Quando ho fatto il primo cambiamento, insegnavo a scuola a tempo indeterminato e passaggio a ruolo l’anno successivo. Scuola a 100 metri da casa, tanto tempo libero, stima da parte dei colleghi, ottimo rapporto con gli studenti,ecc. Però ho preferito trasferirmi a Milano e fare quello che avevo sempre desiderato: campo informatico. Un mondo nuovo e un ambiente di lavoro pieno di incognite. Scommessa vinta ma l’azzardo è stato forte.
Elena
Intanto mi complimento con te per il coraggio che hai dimostrato nel seguire il tuo istinto a dispetto della tranquillità che la scuola ti dava.
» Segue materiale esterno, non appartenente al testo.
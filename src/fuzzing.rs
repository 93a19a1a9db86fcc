//! Fuzzing-specific utilities.
//!
//! Public/exported only for access by fuzzers.

use crate::ordmap::{OrderedMap, OrderedSet};
use libfuzzer_sys::arbitrary;
use std::collections::{BTreeMap, BTreeSet};

/// One step of a differential run against `BTreeMap`.
#[derive(Clone, Debug)]
pub enum MapOp {
    Insert(u8, u32),
    /// `None` removes.
    Set(u8, Option<u32>),
    Remove(u8),
    Union(Vec<u8>),
    Intersect(Vec<u8>),
    /// Round-trip through a sorted vector.
    Rebuild,
}

impl<'a> arbitrary::Arbitrary<'a> for MapOp {
    fn arbitrary(u: &mut arbitrary::Unstructured<'a>) -> arbitrary::Result<Self> {
        Ok(match u.int_in_range(0..=5u8)? {
            0 => MapOp::Insert(u.arbitrary()?, u.arbitrary()?),
            1 => MapOp::Set(u.arbitrary()?, u.arbitrary()?),
            2 => MapOp::Remove(u.arbitrary()?),
            3 => MapOp::Union(u.arbitrary()?),
            4 => MapOp::Intersect(u.arbitrary()?),
            _ => MapOp::Rebuild,
        })
    }
}

/// Apply `ops` to an `OrderedMap` and a `BTreeMap` in lockstep,
/// panicking on the first divergence in results, contents, or balance.
pub fn check_against_btree(ops: &[MapOp]) {
    let mut map: OrderedMap<u8, u32> = OrderedMap::new();
    let mut oracle: BTreeMap<u8, u32> = BTreeMap::new();

    for op in ops {
        log::trace!("op: {:?}", op);
        match op {
            MapOp::Insert(k, v) => assert_eq!(map.insert(*k, *v), oracle.insert(*k, *v)),
            MapOp::Set(k, v) => {
                let expected = match v {
                    Some(v) => oracle.insert(*k, *v),
                    None => oracle.remove(k),
                };
                assert_eq!(map.set(*k, *v), expected);
            }
            MapOp::Remove(k) => assert_eq!(map.remove(k), oracle.remove(k)),
            MapOp::Union(keys) => {
                let other: OrderedMap<u8, u32> = keys.iter().map(|&k| (k, 0)).collect();
                let mut grew = false;
                for &k in keys {
                    if !oracle.contains_key(&k) {
                        oracle.insert(k, 0);
                        grew = true;
                    }
                }
                assert_eq!(map.union_with(&other), grew);
            }
            MapOp::Intersect(keys) => {
                let other: OrderedMap<u8, u32> = keys.iter().map(|&k| (k, 0)).collect();
                let keep: BTreeSet<u8> = keys.iter().copied().collect();
                let before = oracle.len();
                oracle.retain(|k, _| keep.contains(k));
                assert_eq!(map.intersect_with(&other), oracle.len() != before);
            }
            MapOp::Rebuild => {
                map = OrderedMap::from_sorted_vec(std::mem::take(&mut map).into_sorted_vec());
            }
        }
        assert!(map.check_invariants(), "unbalanced after {:?}", op);
        assert_eq!(map.len(), oracle.len());
        assert!(map.iter().eq(oracle.iter()));
    }

    let keys: OrderedSet<u8> = map.keys().copied().collect();
    assert!(keys.iter().eq(oracle.keys()));
}
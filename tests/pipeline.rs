//! Individual cleanup passes and the full pipeline.

mod common;

use common::*;
use tacopt::passes::{const_prop, dce, licm};
use tacopt::*;

#[test]
fn straight_line_folds_away() {
    init_logging();
    let mut body = FunctionBody::new("f");
    let entry = body.entry;
    let a = body.add_var("a");
    let b = body.add_var("b");
    emit(
        &mut body,
        entry,
        InstKind::Assign {
            dst: a,
            src: Operand::Lit(2),
        },
    );
    emit(
        &mut body,
        entry,
        InstKind::Binary {
            op: BinaryOp::Add,
            dst: b,
            lhs: Operand::Var(a),
            rhs: Operand::Lit(3),
        },
    );
    emit(&mut body, entry, write(b));
    emit(&mut body, entry, ret());

    let stats = optimize(&mut body, &OptOptions::default());
    assert_eq!(insts_of(&body, entry), vec!["WRITE #5", "RETURN #0"]);
    assert_eq!(stats.lvn, 3);
    assert_eq!(stats.dce, 2);
    body.validate().unwrap();
}

#[test]
fn copy_chain_cleanup_needs_the_mop_up_round() {
    init_logging();
    let build = || {
        let mut body = FunctionBody::new("f");
        let entry = body.entry;
        let x = body.add_var("x");
        let t1 = body.add_var("t1");
        let t2 = body.add_var("t2");
        emit(&mut body, entry, InstKind::Read { dst: x });
        emit(&mut body, entry, copy(t1, x));
        emit(&mut body, entry, copy(t2, t1));
        emit(&mut body, entry, write(t2));
        emit(&mut body, entry, ret());
        body
    };

    let mut body = build();
    let opts = OptOptions {
        rounds: 0,
        ..OptOptions::default()
    };
    let stats = optimize(&mut body, &opts);
    assert_eq!(stats.copy_rewrite, 1);
    assert_eq!(stats.dce, 0);
    assert_eq!(
        insts_of(&body, body.entry),
        vec!["READ x", "t1 := x", "t2 := t1", "WRITE t1", "RETURN #0"]
    );

    let mut body = build();
    let stats = optimize(&mut body, &OptOptions::default());
    assert_eq!(stats.copy_rewrite, 1);
    assert_eq!(stats.dce, 1);
    assert_eq!(
        insts_of(&body, body.entry),
        vec!["READ x", "t1 := x", "WRITE t1", "RETURN #0"]
    );
}

#[test]
fn disabled_pipeline_is_identity() {
    let (mut body, blocks) = diamond();
    let x = body.add_var("x");
    let y = body.add_var("y");
    diamond_jumps(&mut body, blocks, x);
    emit(&mut body, blocks[3], copy(y, x));
    emit(&mut body, blocks[3], ret());
    let before = body.display("").to_string();

    let stats = optimize(&mut body, &OptOptions::none());
    assert_eq!(stats, OptStats::default());
    assert_eq!(body.display("").to_string(), before);

    let opts = OptOptions {
        fuel: Fuel::limited(0),
        ..OptOptions::default()
    };
    let stats = optimize(&mut body, &opts);
    assert_eq!(stats.total(), 0);
    assert!(stats.fuel_consumed > 0);
    assert_eq!(body.display("").to_string(), before);
}

#[test]
fn constants_meet_at_join() {
    init_logging();
    let build = |other_arm: i64| {
        let (mut body, blocks) = diamond();
        let [_, _, c, d] = blocks;
        let x = body.add_var("x");
        let k = body.add_var("k");
        let (_, goto) = diamond_jumps(&mut body, blocks, x);
        let set_b = body.add_inst(InstKind::Assign {
            dst: k,
            src: Operand::Lit(7),
        });
        body.insert_before(goto, set_b);
        emit(
            &mut body,
            c,
            InstKind::Assign {
                dst: k,
                src: Operand::Lit(other_arm),
            },
        );
        let use_k = emit(&mut body, d, write(k));
        emit(&mut body, d, ret());
        (body, use_k, k)
    };

    let (mut body, use_k, _) = build(7);
    assert_eq!(const_prop::run(&mut body, &mut Fuel::infinite()), 1);
    assert_eq!(
        body.insts[use_k].kind,
        InstKind::Write {
            src: Operand::Lit(7)
        }
    );

    let (mut body, use_k, k) = build(8);
    assert_eq!(const_prop::run(&mut body, &mut Fuel::infinite()), 0);
    assert_eq!(body.insts[use_k].kind, write(k));
}

#[test]
fn dce_clears_unreachable_blocks_but_keeps_labels() {
    let (mut body, blocks) = chain(2);
    let x = body.add_var("x");
    let dead = body.add_block();
    body.add_edge(dead, blocks[1]);
    let landing = label(&mut body, blocks[1]);
    emit(&mut body, blocks[0], InstKind::Read { dst: x });
    emit(&mut body, blocks[1], write(x));
    emit(&mut body, blocks[1], ret());
    let dead_label = label(&mut body, dead);
    emit(&mut body, dead, InstKind::Read { dst: x });
    emit(&mut body, dead, InstKind::Goto { target: landing });

    assert_eq!(dce::run(&mut body, &mut Fuel::infinite()), 2);
    assert_eq!(body.block_insts(dead).collect::<Vec<_>>(), vec![dead_label]);
    assert_eq!(insts_of(&body, blocks[1]).len(), 3);
    body.validate().unwrap();
}

#[test]
fn dce_keeps_side_effects_and_memory() {
    let mut body = FunctionBody::new("f");
    let entry = body.entry;
    let x = body.add_var("x");
    let y = body.add_var("y");
    let m = body.add_var("m");
    let q = body.add_var("q");
    emit(&mut body, entry, InstKind::Read { dst: x });
    // Dead but may divide by zero.
    emit(
        &mut body,
        entry,
        InstKind::Binary {
            op: BinaryOp::Div,
            dst: y,
            lhs: Operand::Lit(1),
            rhs: Operand::Var(x),
        },
    );
    emit(&mut body, entry, InstKind::Dec { var: m, size: 8 });
    // Dead by liveness, but `m` lives in memory.
    emit(
        &mut body,
        entry,
        InstKind::Assign {
            dst: m,
            src: Operand::Var(x),
        },
    );
    // Truly dead.
    emit(
        &mut body,
        entry,
        InstKind::Binary {
            op: BinaryOp::Mul,
            dst: q,
            lhs: Operand::Var(x),
            rhs: Operand::Var(x),
        },
    );
    emit(&mut body, entry, ret());

    assert_eq!(dce::run(&mut body, &mut Fuel::infinite()), 1);
    assert_eq!(
        insts_of(&body, entry),
        vec!["READ x", "y := #1 / x", "DEC m 8", "m := x", "RETURN #0"]
    );
}

/// entry: READ n; i := #0; GOTO head
/// head:  LABEL; IF i >= n GOTO exit
/// body:  t := n * #4; i := i + #1; WRITE t; GOTO head
/// exit:  LABEL; RETURN #0
fn counted_loop() -> (FunctionBody, [Block; 4], Inst) {
    let mut body = FunctionBody::new("loop");
    let entry = body.entry;
    let head = body.add_block();
    let lbody = body.add_block();
    let exit = body.add_block();
    body.add_edge(entry, head);
    body.add_edge(head, lbody);
    body.add_edge(head, exit);
    body.add_edge(lbody, head);

    let n = body.add_var("n");
    let i = body.add_var("i");
    let t = body.add_var("t");
    let head_label = body.add_inst(InstKind::Label);
    let exit_label = body.add_inst(InstKind::Label);

    emit(&mut body, entry, InstKind::Read { dst: n });
    emit(
        &mut body,
        entry,
        InstKind::Assign {
            dst: i,
            src: Operand::Lit(0),
        },
    );
    emit(&mut body, entry, InstKind::Goto { target: head_label });

    body.append(head, head_label);
    emit(
        &mut body,
        head,
        InstKind::Branch {
            op: RelOp::Ge,
            lhs: Operand::Var(i),
            rhs: Operand::Var(n),
            target: exit_label,
        },
    );

    let invariant = emit(
        &mut body,
        lbody,
        InstKind::Binary {
            op: BinaryOp::Mul,
            dst: t,
            lhs: Operand::Var(n),
            rhs: Operand::Lit(4),
        },
    );
    emit(
        &mut body,
        lbody,
        InstKind::Binary {
            op: BinaryOp::Add,
            dst: i,
            lhs: Operand::Var(i),
            rhs: Operand::Lit(1),
        },
    );
    emit(&mut body, lbody, write(t));
    emit(&mut body, lbody, InstKind::Goto { target: head_label });

    body.append(exit, exit_label);
    emit(&mut body, exit, ret());

    (body, [entry, head, lbody, exit], invariant)
}

#[test]
fn licm_hoists_invariant_product() {
    init_logging();
    let (mut body, [entry, _, lbody, _], invariant) = counted_loop();
    assert_eq!(licm::run(&mut body, &mut Fuel::infinite()), 1);
    assert_eq!(body.insts[invariant].block(), entry);
    assert_eq!(
        insts_of(&body, entry),
        vec!["READ n", "i := #0", "t := n * #4", "GOTO label0"]
    );
    assert_eq!(
        insts_of(&body, lbody),
        vec!["i := i + #1", "WRITE t", "GOTO label0"]
    );
    body.validate().unwrap();

    // Nothing left to move.
    assert_eq!(licm::run(&mut body, &mut Fuel::infinite()), 0);
}

#[test]
fn licm_leaves_values_live_at_exit_alone() {
    let (mut body, [_, _, lbody, exit], invariant) = counted_loop();
    // `t` is now read after the loop, which it can leave without
    // running the body.
    let t = body.insts[invariant].kind.def().unwrap();
    let ret = body.terminator(exit).unwrap();
    let use_t = body.add_inst(write(t));
    body.insert_before(ret, use_t);

    assert_eq!(licm::run(&mut body, &mut Fuel::infinite()), 0);
    assert_eq!(body.insts[invariant].block(), lbody);
}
Passare dall’insegnamento all’informatica è un salto notevole, è evidente che te lo sentivi e questo di solito è l’ingrediente per il successo. Ognuno di noi sa chi è e cosa desidera, solo che a volte lasciamo che scompaia nei mille impegni quotidiani, in ciò che ci si aspetta da noi, nelle consuetudini, nelle comodità. Sono stata tante volte in stallo proprio per queste ragioni. Crescere, o cambiare, è in fondo un salto verso un ignoto che possiamo conoscere. E’ scritto nel fondo del nostro cuore che sa tutto di noi. Bravo per averlo ascoltato.